Smart has recently unveiled its electric Vision EQ Fortwo providing an insight into how it expects city cars, urban mobility solutions and car-sharing models to progress in the future.
The Vision EQ will make its public debut at the Frankfurt motor show, the self-driving two-seater showcases the technologies that Smart boss, Annette Winkler, says are being considered for the company's future city car models. The models will also play a key role in parent company Mercedes-Benz’s Car2Go car-sharing programme by 2030.
“The Smart Vision EQ Fortwo is our vision of future urban mobility; fully autonomous, with maximum communication capabilities and electric,” says Winkler.
The highlight of the all-electric concept is an advanced Level 5 autonomous driving system. It is integrated with swarm intelligence that Smart suggests will make future models and associated car-sharing fleets more convenient and efficient by better anticipating the predictability of demand.
“In the future, car-sharing users will not have to look for the next available car – it will find them and collect passengers directly from their chosen location,” says Winkler.

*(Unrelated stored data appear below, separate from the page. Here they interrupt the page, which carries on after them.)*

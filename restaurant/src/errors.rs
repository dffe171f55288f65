use crate::api::ApiError;
use common::errors::TransitionError;
use thiserror::Error;

#[derive(Debug, Error)]
pub enum OwnerError {
    #[error(transparent)]
    Api(#[from] ApiError),
    #[error(transparent)]
    Transition(#[from] TransitionError),
    #[error("Order {0} is not on the board")]
    OrderNotFound(u64),
    #[error("Board unavailable: {0}")]
    Mailbox(#[from] actix::MailboxError),
}

#[derive(Debug, Error, PartialEq, Eq)]
pub enum ConfigError {
    #[error("Missing restaurant id")]
    MissingRestaurantId,
    #[error("Invalid restaurant id: {0}")]
    InvalidRestaurantId(String),
    #[error("Invalid revert window (minutes): {0}")]
    InvalidRevertWindow(String),
    #[error("Unknown argument: {0}")]
    UnknownArgument(String),
}
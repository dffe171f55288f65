use chrono::{DateTime, Duration, Utc};
use std::sync::Mutex;

/// Fuente de la hora actual, para poder fijarla en los tests.
pub trait Clock: Send + Sync {
    fn now(&self) -> DateTime<Utc>;
}

#[derive(Debug, Clone, Copy, Default)]
pub struct SystemClock;

impl Clock for SystemClock {
    fn now(&self) -> DateTime<Utc> {
        Utc::now()
    }
}

/// Reloj que sólo avanza cuando se lo pide.
#[derive(Debug)]
pub struct ManualClock {
    now: Mutex<DateTime<Utc>>,
}

impl ManualClock {
    pub fn new(start: DateTime<Utc>) -> Self {
        Self {
            now: Mutex::new(start),
        }
    }

    pub fn advance(&self, delta: Duration) {
        let mut now = self.now.lock().unwrap_or_else(|poisoned| poisoned.into_inner());
        *now += delta;
    }
}

impl Clock for ManualClock {
    fn now(&self) -> DateTime<Utc> {
        *self.now.lock().unwrap_or_else(|poisoned| poisoned.into_inner())
    }
}
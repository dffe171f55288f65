use crate::api::{ApiError, OrderApi, endpoints};
use async_trait::async_trait;
use common::constants::REQUEST_TIMEOUT_SECONDS;
use common::types::dtos::OrderDTO;
use reqwest::{Client, RequestBuilder};
use serde::de::DeserializeOwned;
use std::time::Duration;

/// Cliente REST contra el backend real.
pub struct HttpOrderApi {
    client: Client,
    base_url: String,
    token: Option<String>,
}

impl HttpOrderApi {
    pub fn new(base_url: impl Into<String>, token: Option<String>) -> Result<Self, ApiError> {
        let client = Client::builder()
            .timeout(Duration::from_secs(REQUEST_TIMEOUT_SECONDS))
            .build()?;
        Ok(Self {
            client,
            base_url: base_url.into(),
            token,
        })
    }

    fn url(&self, path: &str) -> String {
        endpoints::join(&self.base_url, path)
    }

    async fn send<T: DeserializeOwned>(&self, request: RequestBuilder) -> Result<T, ApiError> {
        let request = match &self.token {
            Some(token) => request.bearer_auth(token),
            None => request,
        };
        let response = request.send().await?;
        let status = response.status();
        if status.is_success() {
            Ok(response.json::<T>().await?)
        } else {
            let body = response.text().await.unwrap_or_default();
            Err(ApiError::from_status(status.as_u16(), body))
        }
    }
}

#[async_trait]
impl OrderApi for HttpOrderApi {
    async fn get_all(&self, restaurant_id: u64) -> Result<Vec<OrderDTO>, ApiError> {
        let url = self.url(&endpoints::restaurant_orders(restaurant_id));
        self.send(self.client.get(url)).await
    }

    async fn forward_order(&self, order_id: u64) -> Result<OrderDTO, ApiError> {
        let url = self.url(&endpoints::forward(order_id));
        self.send(self.client.patch(url)).await
    }

    async fn backward_order(&self, order_id: u64) -> Result<OrderDTO, ApiError> {
        let url = self.url(&endpoints::backward(order_id));
        self.send(self.client.patch(url)).await
    }
}
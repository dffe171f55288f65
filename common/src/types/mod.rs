pub mod dtos;
pub mod order_status;
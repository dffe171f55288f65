use crate::errors::OwnerError;
use actix::Message;
use common::presentation::OrderCard;
use common::types::dtos::OrderDTO;

/// Pide al tablero que vuelva a traer las órdenes del backend.
#[derive(Message, Debug, Clone)]
#[rtype(result = "Result<Vec<OrderDTO>, OwnerError>")]
pub struct FetchOrders;

/// Botón "Next": avanza la orden y recarga la lista.
#[derive(Message, Debug, Clone)]
#[rtype(result = "Result<Vec<OrderDTO>, OwnerError>")]
pub struct ForwardOrder {
    pub order_id: u64,
}

/// Botón "Previous": vuelve la orden al estado anterior y recarga la lista.
#[derive(Message, Debug, Clone)]
#[rtype(result = "Result<Vec<OrderDTO>, OwnerError>")]
pub struct BackwardOrder {
    pub order_id: u64,
}

/// Tarjetas de las órdenes en caché, con las acciones evaluadas ahora.
#[derive(Message, Debug, Clone)]
#[rtype(result = "Vec<OrderCard>")]
pub struct GetOrderCards;

/// Comando ya interpretado que el `UIHandler` debe ejecutar.
#[derive(Message, Debug, Clone, PartialEq, Eq)]
#[rtype(result = "()")]
pub struct RunCommand {
    pub command: crate::restaurant_actors::ui_handler::Command,
}
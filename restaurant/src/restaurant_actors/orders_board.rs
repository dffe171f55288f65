use crate::api::OrderApi;
use crate::errors::OwnerError;
use crate::messages::{BackwardOrder, FetchOrders, ForwardOrder, GetOrderCards};
use actix::prelude::*;
use colored::Color;
use common::clock::Clock;
use common::errors::{TransitionAction, TransitionError};
use common::logger::Logger;
use common::policy::OrderTransitionPolicy;
use common::presentation::OrderCard;
use common::types::dtos::OrderDTO;
use std::sync::Arc;

/// Tablero de órdenes de un restaurante.
///
/// Guarda la última lista traída del backend, consulta la política antes de
/// cada acción y, si la acción se confirma, vuelve a traer la lista.
pub struct OrdersBoard {
    /// Restaurante del que se muestran las órdenes.
    pub restaurant_id: u64,
    /// Última lista de órdenes recibida.
    pub orders: Vec<OrderDTO>,
    pub policy: OrderTransitionPolicy,
    pub api: Arc<dyn OrderApi>,
    pub clock: Arc<dyn Clock>,
    pub logger: Logger,
}

impl OrdersBoard {
    pub fn new(
        restaurant_id: u64,
        api: Arc<dyn OrderApi>,
        policy: OrderTransitionPolicy,
        clock: Arc<dyn Clock>,
    ) -> Self {
        Self {
            restaurant_id,
            orders: Vec::new(),
            policy,
            api,
            clock,
            logger: Logger::new("OrdersBoard", Color::BrightGreen),
        }
    }

    fn find(&self, order_id: u64) -> Result<&OrderDTO, OwnerError> {
        self.orders
            .iter()
            .find(|o| o.id == order_id)
            .ok_or(OwnerError::OrderNotFound(order_id))
    }

    fn store_orders(
        &mut self,
        result: Result<Vec<OrderDTO>, OwnerError>,
    ) -> Result<Vec<OrderDTO>, OwnerError> {
        match &result {
            Ok(orders) => {
                self.logger.info(format!(
                    "Restaurant {} has {} orders",
                    self.restaurant_id,
                    orders.len()
                ));
                self.orders = orders.clone();
            }
            Err(e) => self.logger.error(format!("Could not refresh orders: {}", e)),
        }
        result
    }
}

impl Actor for OrdersBoard {
    type Context = Context<Self>;

    fn started(&mut self, _ctx: &mut Self::Context) {
        self.logger
            .info(format!("Board started for restaurant {}", self.restaurant_id));
    }
}

impl Handler<FetchOrders> for OrdersBoard {
    type Result = ResponseActFuture<Self, Result<Vec<OrderDTO>, OwnerError>>;

    fn handle(&mut self, _msg: FetchOrders, _ctx: &mut Self::Context) -> Self::Result {
        let api = self.api.clone();
        let restaurant_id = self.restaurant_id;
        let fut = async move { api.get_all(restaurant_id).await.map_err(OwnerError::from) };
        Box::pin(
            fut.into_actor(self)
                .map(|result, actor, _ctx| actor.store_orders(result)),
        )
    }
}

impl Handler<ForwardOrder> for OrdersBoard {
    type Result = AtomicResponse<Self, Result<Vec<OrderDTO>, OwnerError>>;

    fn handle(&mut self, msg: ForwardOrder, _ctx: &mut Self::Context) -> Self::Result {
        let allowed = self.find(msg.order_id).and_then(|order| {
            if self.policy.can_advance(order) {
                Ok(())
            } else {
                Err(OwnerError::from(TransitionError::InvalidTransition {
                    order_id: order.id,
                    from: order.status,
                    action: TransitionAction::Advance,
                }))
            }
        });
        if let Err(e) = allowed {
            self.logger
                .warn(format!("Forward of order {} rejected: {}", msg.order_id, e));
            return AtomicResponse::new(Box::pin(actix::fut::ready(Err(e))));
        }

        self.logger.info(format!("Forwarding order {}", msg.order_id));
        let api = self.api.clone();
        let restaurant_id = self.restaurant_id;
        let fut = async move {
            api.forward_order(msg.order_id).await?;
            let orders = api.get_all(restaurant_id).await?;
            Ok::<_, OwnerError>(orders)
        };
        AtomicResponse::new(Box::pin(
            fut.into_actor(self)
                .map(|result, actor, _ctx| actor.store_orders(result)),
        ))
    }
}

impl Handler<BackwardOrder> for OrdersBoard {
    type Result = AtomicResponse<Self, Result<Vec<OrderDTO>, OwnerError>>;

    fn handle(&mut self, msg: BackwardOrder, _ctx: &mut Self::Context) -> Self::Result {
        let now = self.clock.now();
        let allowed = self
            .find(msg.order_id)
            .and_then(|order| self.policy.check_revert(order, now).map_err(OwnerError::from));
        if let Err(e) = allowed {
            self.logger
                .warn(format!("Backward of order {} rejected: {}", msg.order_id, e));
            return AtomicResponse::new(Box::pin(actix::fut::ready(Err(e))));
        }

        self.logger.info(format!("Reverting order {}", msg.order_id));
        let api = self.api.clone();
        let restaurant_id = self.restaurant_id;
        let fut = async move {
            api.backward_order(msg.order_id).await?;
            let orders = api.get_all(restaurant_id).await?;
            Ok::<_, OwnerError>(orders)
        };
        AtomicResponse::new(Box::pin(
            fut.into_actor(self)
                .map(|result, actor, _ctx| actor.store_orders(result)),
        ))
    }
}

impl Handler<GetOrderCards> for OrdersBoard {
    type Result = MessageResult<GetOrderCards>;

    fn handle(&mut self, _msg: GetOrderCards, _ctx: &mut Self::Context) -> Self::Result {
        let now = self.clock.now();
        MessageResult(
            self.orders
                .iter()
                .map(|order| OrderCard::from_order(order, self.policy.available_actions(order, now)))
                .collect(),
        )
    }
}

#[cfg(test)]
mod tests {
    use super::*;
    use crate::api::memory::InMemoryOrderApi;
    use crate::api::ApiError;
    use chrono::{Duration, TimeZone, Utc};
    use common::clock::ManualClock;
    use common::types::order_status::OrderStatus;

    async fn setup() -> (Addr<OrdersBoard>, Arc<InMemoryOrderApi>, Arc<ManualClock>) {
        let clock = Arc::new(ManualClock::new(
            Utc.with_ymd_and_hms(2024, 3, 1, 20, 0, 0).unwrap(),
        ));
        let policy = OrderTransitionPolicy::default();
        let api = Arc::new(InMemoryOrderApi::new(policy, clock.clone()));
        api.insert(1, OrderDTO::new(10, clock.now())).await;
        api.insert(1, OrderDTO::new(11, clock.now())).await;
        api.insert(2, OrderDTO::new(20, clock.now())).await;
        let board = OrdersBoard::new(1, api.clone(), policy, clock.clone()).start();
        (board, api, clock)
    }

    #[actix_rt::test]
    async fn fetch_caches_restaurant_orders() {
        let (board, _api, _clock) = setup().await;
        let orders = board.send(FetchOrders).await.unwrap().unwrap();
        assert_eq!(orders.iter().map(|o| o.id).collect::<Vec<_>>(), vec![10, 11]);
        let cards = board.send(GetOrderCards).await.unwrap();
        assert_eq!(cards.len(), 2);
        assert!(cards.iter().all(|c| c.actions.next && !c.actions.previous));
    }

    #[actix_rt::test]
    async fn forward_commits_and_refetches() {
        let (board, api, clock) = setup().await;
        board.send(FetchOrders).await.unwrap().unwrap();
        let orders = board
            .send(ForwardOrder { order_id: 10 })
            .await
            .unwrap()
            .unwrap();
        let order = orders.iter().find(|o| o.id == 10).unwrap();
        assert_eq!(order.status, OrderStatus::InProcess);
        assert_eq!(order.started_at, Some(clock.now()));
        assert_eq!(api.commits(), 1);

        let cards = board.send(GetOrderCards).await.unwrap();
        let card = cards.iter().find(|c| c.order_id == 10).unwrap();
        assert!(card.actions.previous && card.actions.next);
    }

    #[actix_rt::test]
    async fn backward_inside_window_reverts() {
        let (board, api, clock) = setup().await;
        board.send(FetchOrders).await.unwrap().unwrap();
        board.send(ForwardOrder { order_id: 11 }).await.unwrap().unwrap();
        clock.advance(Duration::minutes(3));
        let orders = board
            .send(BackwardOrder { order_id: 11 })
            .await
            .unwrap()
            .unwrap();
        let order = orders.iter().find(|o| o.id == 11).unwrap();
        assert_eq!(order.status, OrderStatus::Pending);
        assert_eq!(order.started_at, None);
        assert_eq!(api.commits(), 2);
    }

    #[actix_rt::test]
    async fn backward_after_window_never_reaches_backend() {
        let (board, api, clock) = setup().await;
        board.send(FetchOrders).await.unwrap().unwrap();
        board.send(ForwardOrder { order_id: 10 }).await.unwrap().unwrap();
        clock.advance(Duration::minutes(10));
        let result = board.send(BackwardOrder { order_id: 10 }).await.unwrap();
        assert!(matches!(
            result,
            Err(OwnerError::Transition(TransitionError::InvalidTransition { .. }))
        ));
        assert_eq!(api.commits(), 1);
    }

    #[actix_rt::test]
    async fn pending_cannot_go_backward() {
        let (board, api, _clock) = setup().await;
        board.send(FetchOrders).await.unwrap().unwrap();
        let result = board.send(BackwardOrder { order_id: 10 }).await.unwrap();
        assert!(matches!(result, Err(OwnerError::Transition(_))));
        assert_eq!(api.commits(), 0);
    }

    #[actix_rt::test]
    async fn delivered_cannot_go_forward() {
        let (board, api, _clock) = setup().await;
        board.send(FetchOrders).await.unwrap().unwrap();
        for _ in 0..3 {
            board.send(ForwardOrder { order_id: 10 }).await.unwrap().unwrap();
        }
        let result = board.send(ForwardOrder { order_id: 10 }).await.unwrap();
        assert!(matches!(result, Err(OwnerError::Transition(_))));
        assert_eq!(api.commits(), 3);
        assert_eq!(api.get(10).await.unwrap().status, OrderStatus::Delivered);
    }

    #[actix_rt::test]
    async fn unknown_and_foreign_orders_are_rejected() {
        let (board, _api, _clock) = setup().await;
        board.send(FetchOrders).await.unwrap().unwrap();
        let result = board.send(ForwardOrder { order_id: 20 }).await.unwrap();
        assert!(matches!(result, Err(OwnerError::OrderNotFound(20))));
    }

    #[actix_rt::test]
    async fn stale_cache_surfaces_backend_conflict() {
        let (board, api, _clock) = setup().await;
        board.send(FetchOrders).await.unwrap().unwrap();
        // otro dispositivo entrega la orden mientras este tablero no se refrescó
        for _ in 0..3 {
            api.forward_order(10).await.unwrap();
        }
        let result = board.send(ForwardOrder { order_id: 10 }).await.unwrap();
        assert!(matches!(result, Err(OwnerError::Api(ApiError::Conflict(_)))));
    }
}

The adoption of autonomous driving technology in the development of its Car2Go scheme is a vital part of Smart’s growth plans. Currently, a Smart model is hired every 1.4sec in cities around the world through a customer base of more than 2.6 million. The company says internal studies predict the number of users of car-sharing schemes worldwide will increase fivefold by 2025 to more than 36.7 million customers.
Smart is expected to have exclusively electric models in its line-up in the future and will sell them under the Mercedes-Benz EQ all-electric sub-brand. Confirmation should arrive by next year’s Geneva motor show. The Vision EQ Fortwo features a rear-mounted electric motor and 30kWh lithium-ion battery offering a range of “well over 300km”.
When not being used, Smart sees the two-seater to use its self-driving ability to go to a charging station, where its battery can be charged though inductive means, without the need to plug it in.
A pod-like safety cell used as the body provides clues to how Smart plans to evolve the high-strength steel Tridion structure used by all of its models since the company’s inception in 1998. The Vision EQ concept features a one-and-a-half-box design expected to influence the styling of the next generation of Smart models.
The overall appearance is rounder than the current-gen Smart models. T most prominent features are its heavily curved roofline, large wheel houses and ovoid-shaped doors.
A continuation of the design of previous Fortwo models, the concept car’s 18-inch wheels are set at each corner, providing it with the largest possible footprint in a move aimed at maximising interior accommodation.
With a length of 2699mm, width of 1720mm and height of 1535mm, the new concept car is the same length but 50mm wider and 25mm lower than the current third-gen Fortwo.
“The Vision EQ Fortwo is a radical approach,” says Mercedes-Benz’s chief design officer, Gorden Wagener. “It has the hallmark Smart proportions with accentuated wheel arches and no overhangs, as well as the next level of communication and personalisation."
New design elements include a new front end with a curvy headlight design and a large trapezoidal-shaped grille – both with black panel displays that Smart claims will allow future models to provide greater personalisation and communication functions. A graphic within the headlights mimics the blinking of an eye when passengers approach, while the grille can display messages to prospective ride-sharing customers.
Smart predicts future urban mobility models will see cars summoned via smartphone and says the integration of black panel technology, which is also used on the Mercedes-Benz EQ C electric car concept, will allow future models to display information not only meant for car-sharing customers but other road users.
The black panel monitors are designed to indicate whether the car is occupied by one or two passengers. Smart proposes that those wanting to use the sharing function can make contact with other users via a saved profile and travel plans, and can be accepted or rejected by the prime customer.
Just like the current Fortwo, the concept car has a defined bonnet with the front end structure used as a deformation zone for added safety. The tail gets a deep, two-piece glass tailgate and high-set LED tail-lights designed to carry either a conventional look or provide information on traffic jams or possible delays.
To help with parking and reduce the danger of colliding with pedestrians, the two round electrically operated doors pivot backwards parallel to the sides of the car over the rear wheels, revealing a large aperture through which to climb aboard into the flat-floored cabin.
In the cabin, the Vision EQ features a minimalistic design without a steering wheel, pedals or traditional controls. Everything is controlled via smartphone or voice control. Occupants sit on a lounge style seat featuring a retractable centre armrest.
A wrap-around windscreen and glass doors that can change between clear and an opaque provide all-round vision. Information is displayed on a 24-inch high-definition screen mounted beneath the windscreen. Smart envisages the doors of the new concept will also display information, such as news, local events and weather, turning it into a mobile billboard.